+++ Listed records
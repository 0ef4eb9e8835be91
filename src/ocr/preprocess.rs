//! Image preprocessing for OCR.
//!
//! Death messages are large light-on-dark text, but compression artifacts
//! and background detail confuse the recognizer. Grayscale conversion plus
//! a contrast boost and a light sharpen make the glyph edges much cleaner.

use image::imageops;
use image::{ImageBuffer, Luma};

use crate::capture::Frame;

/// Enhances a captured frame for text recognition.
///
/// Grayscale, then contrast boost, then unsharp mask.
pub fn enhance_for_ocr(frame: &Frame) -> ImageBuffer<Luma<u8>, Vec<u8>> {
    let gray = imageops::grayscale(frame);
    let boosted = imageops::contrast(&gray, 30.0);
    imageops::unsharpen(&boosted, 1.2, 2)
}

#[cfg(test)]
mod tests {
    use super::*;
    use image::Rgba;

    #[test]
    fn test_enhance_preserves_dimensions() {
        let frame: Frame = ImageBuffer::from_pixel(64, 16, Rgba([120, 120, 120, 255]));
        let enhanced = enhance_for_ocr(&frame);
        assert_eq!(enhanced.dimensions(), (64, 16));
    }

    #[test]
    fn test_enhance_spreads_contrast() {
        // Dark background with a bright band, like a death message
        let frame: Frame = ImageBuffer::from_fn(32, 8, |x, _| {
            if (8..24).contains(&x) {
                Rgba([200, 200, 200, 255])
            } else {
                Rgba([60, 60, 60, 255])
            }
        });

        let enhanced = enhance_for_ocr(&frame);
        let bright = enhanced.get_pixel(16, 4)[0];
        let dark = enhanced.get_pixel(0, 4)[0];
        assert!(
            bright as i32 - dark as i32 > 140,
            "contrast boost should widen the gap (bright={}, dark={})",
            bright,
            dark
        );
    }
}
//! GUI module for the application.
//!
//! Provides a graphical interface using egui/eframe for user interaction.

pub mod render;
pub mod state;

use std::sync::Arc;
use std::time::Instant;

use eframe::egui::{self, Vec2};

use crate::capture::{save_test_capture, ScreenGrabber};
use crate::config::{save_config, AppConfig, WindowGeometry};
use crate::counter::CounterStore;
use crate::monitor::{reset_counter, start_monitor, MonitorShared};
use crate::screen::{centered_capture_zone, detect_screens};

use state::{GuiState, MonitorStatus};

/// Main GUI application struct.
pub struct GuiApp {
    /// Current configuration; edited live and persisted on change.
    config: AppConfig,
    /// UI state (screen list, status).
    state: GuiState,
    /// Shared snapshot of the monitor loop.
    shared: Arc<MonitorShared>,
}

impl GuiApp {
    pub fn new(config: AppConfig) -> Self {
        let screens = detect_screens();
        let state = GuiState::new(screens, &config.selected_screen_name);

        let shared = MonitorShared::new();
        shared.set_death_count(CounterStore::new(crate::paths::get_counter_file()).load());

        Self {
            config,
            state,
            shared,
        }
    }

    /// Reconcile displayed status with the actual loop state.
    fn update_status(&mut self) {
        if self.state.status.is_running() && !self.shared.is_running() {
            self.state.status = MonitorStatus::Idle;
        }
    }

    fn handle_start(&mut self) {
        self.config.selected_screen_name = self.state.selected_screen_name();
        self.persist_config();

        match start_monitor(self.config.clone(), self.shared.clone()) {
            Ok(()) => {
                self.state.status = MonitorStatus::Running {
                    start_time: Instant::now(),
                };
            }
            Err(e) => {
                self.state.status = MonitorStatus::Error(e.to_string());
                crate::log(&format!("GUI: failed to start monitoring: {}", e));
            }
        }
    }

    fn handle_stop(&mut self) {
        self.shared.request_stop();
        crate::log("GUI: requested monitor stop");
    }

    fn handle_reset(&mut self) {
        if let Err(e) = reset_counter(&self.shared) {
            self.state.status = MonitorStatus::Error(e.to_string());
        }
    }

    fn handle_test_capture(&mut self) {
        let screen_name = self.state.selected_screen_name();
        let Some(screen) = self.state.screens.get(self.state.selected_screen) else {
            self.shared.event("Test capture failed: no screen selected");
            return;
        };
        let zone =
            centered_capture_zone(screen, self.config.capture_width, self.config.capture_height);

        let mut grabber = ScreenGrabber::new(screen_name);
        match save_test_capture(&mut grabber, &zone) {
            Ok(path) => {
                self.shared
                    .event(&format!("Test capture saved: {}", path.display()));
            }
            Err(e) => {
                self.shared.event(&format!("Test capture failed: {}", e));
            }
        }
    }

    fn persist_config(&mut self) {
        if let Err(e) = save_config(&crate::paths::get_config_file(), &self.config) {
            crate::log(&format!("Failed to save config: {}", e));
        }
    }

    /// Record the current window placement so it can be restored next run.
    fn track_window_geometry(&mut self, ctx: &egui::Context) {
        if let Some(rect) = ctx.input(|i| i.viewport().outer_rect) {
            self.config.window_geometry = Some(WindowGeometry {
                x: rect.min.x,
                y: rect.min.y,
                width: rect.width(),
                height: rect.height(),
            });
        }
    }
}

impl eframe::App for GuiApp {
    fn update(&mut self, ctx: &egui::Context, _frame: &mut eframe::Frame) {
        self.update_status();
        self.track_window_geometry(ctx);

        // Repaint regularly so counter and log stay fresh while scanning
        if self.state.status.is_running() {
            ctx.request_repaint_after(std::time::Duration::from_millis(100));
        }

        egui::CentralPanel::default().show(ctx, |ui| {
            ui.heading("Death Counter");
            ui.add_space(12.0);

            let running = self.state.status.is_running();

            let reset_clicked = render::render_counter(ui, self.shared.death_count(), !running);
            let config_changed = render::render_config(ui, &mut self.config, &mut self.state, !running);
            let (start_clicked, stop_clicked, test_clicked) = render::render_controls(ui, running);

            render::render_status(
                ui,
                &self.state,
                &self.shared.status_text(),
                &self.shared.recent_events(),
            );

            if config_changed {
                self.config.selected_screen_name = self.state.selected_screen_name();
                self.persist_config();
            }
            if reset_clicked {
                self.handle_reset();
            }
            if start_clicked {
                self.handle_start();
            }
            if stop_clicked {
                self.handle_stop();
            }
            if test_clicked {
                self.handle_test_capture();
            }
        });
    }

    fn on_exit(&mut self, _gl: Option<&eframe::glow::Context>) {
        if self.shared.is_running() {
            self.shared.request_stop();
        }
        self.persist_config();
    }
}

/// Run the GUI application.
/// This function blocks until the window is closed.
pub fn run_gui(config: AppConfig) -> eframe::Result<()> {
    let mut viewport = egui::ViewportBuilder::default()
        .with_inner_size(Vec2::new(560.0, 620.0))
        .with_min_inner_size(Vec2::new(420.0, 420.0))
        .with_title("Death Counter");

    if let Some(geometry) = &config.window_geometry {
        viewport = viewport
            .with_position(egui::pos2(geometry.x, geometry.y))
            .with_inner_size(Vec2::new(geometry.width, geometry.height));
    }

    let options = eframe::NativeOptions {
        viewport,
        ..Default::default()
    };

    eframe::run_native(
        "Death Counter",
        options,
        Box::new(|_cc| Ok(Box::new(GuiApp::new(config)))),
    )
}
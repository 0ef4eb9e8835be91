//! Console front-end.
//!
//! Runs the monitor loop on the main thread with no GUI. Monitoring
//! continues until the process is killed; the counter is persisted after
//! every increment, so Ctrl+C loses nothing.

use anyhow::Result;

use crate::capture::{save_test_capture, ScreenGrabber};
use crate::config::AppConfig;
use crate::counter::CounterStore;
use crate::monitor::{run_blocking, MonitorShared};
use crate::screen::{centered_capture_zone, detect_screens, select_screen};

/// Runs the console monitor until the process exits.
pub fn run(config: &AppConfig) -> Result<()> {
    let previous = CounterStore::new(crate::paths::get_counter_file()).load();
    if previous > 0 {
        crate::log(&format!("Counter loaded: {} previous deaths", previous));
    }
    crate::log("Starting death counter... Ctrl+C to stop.");

    let shared = MonitorShared::new();
    run_blocking(config, &shared);
    Ok(())
}

/// Captures the configured zone once, saves it, and exits.
/// Used to verify zone placement before a session.
pub fn run_test_capture(config: &AppConfig) -> Result<()> {
    let screens = detect_screens();
    let screen = select_screen(&screens, &config.selected_screen_name);
    let zone = centered_capture_zone(&screen, config.capture_width, config.capture_height);

    crate::log(&format!(
        "Testing capture zone {}x{} at ({}, {}) on {}",
        zone.width,
        zone.height,
        zone.x,
        zone.y,
        screen.description()
    ));

    let mut grabber = ScreenGrabber::new(config.selected_screen_name.clone());
    let path = save_test_capture(&mut grabber, &zone)?;
    crate::log(&format!("Test capture saved: {}", path.display()));
    Ok(())
}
++++++
Find "let bright = enhanced.get_pixel(16, 4)[0];" in the entries above and copy that whole line exactly, then each line after it through the line that contains "use std::time::Instant;".

        let bright = enhanced.get_pixel(16, 4)[0];
        let dark = enhanced.get_pixel(0, 4)[0];
        assert!(
            bright as i32 - dark as i32 > 140,
            "contrast boost should widen the gap (bright={}, dark={})",
            bright,
            dark
        );
    }
}
//! GUI module for the application.
//!
//! Provides a graphical interface using egui/eframe for user interaction.

pub mod render;
pub mod state;

use std::sync::Arc;
use std::time::Instant;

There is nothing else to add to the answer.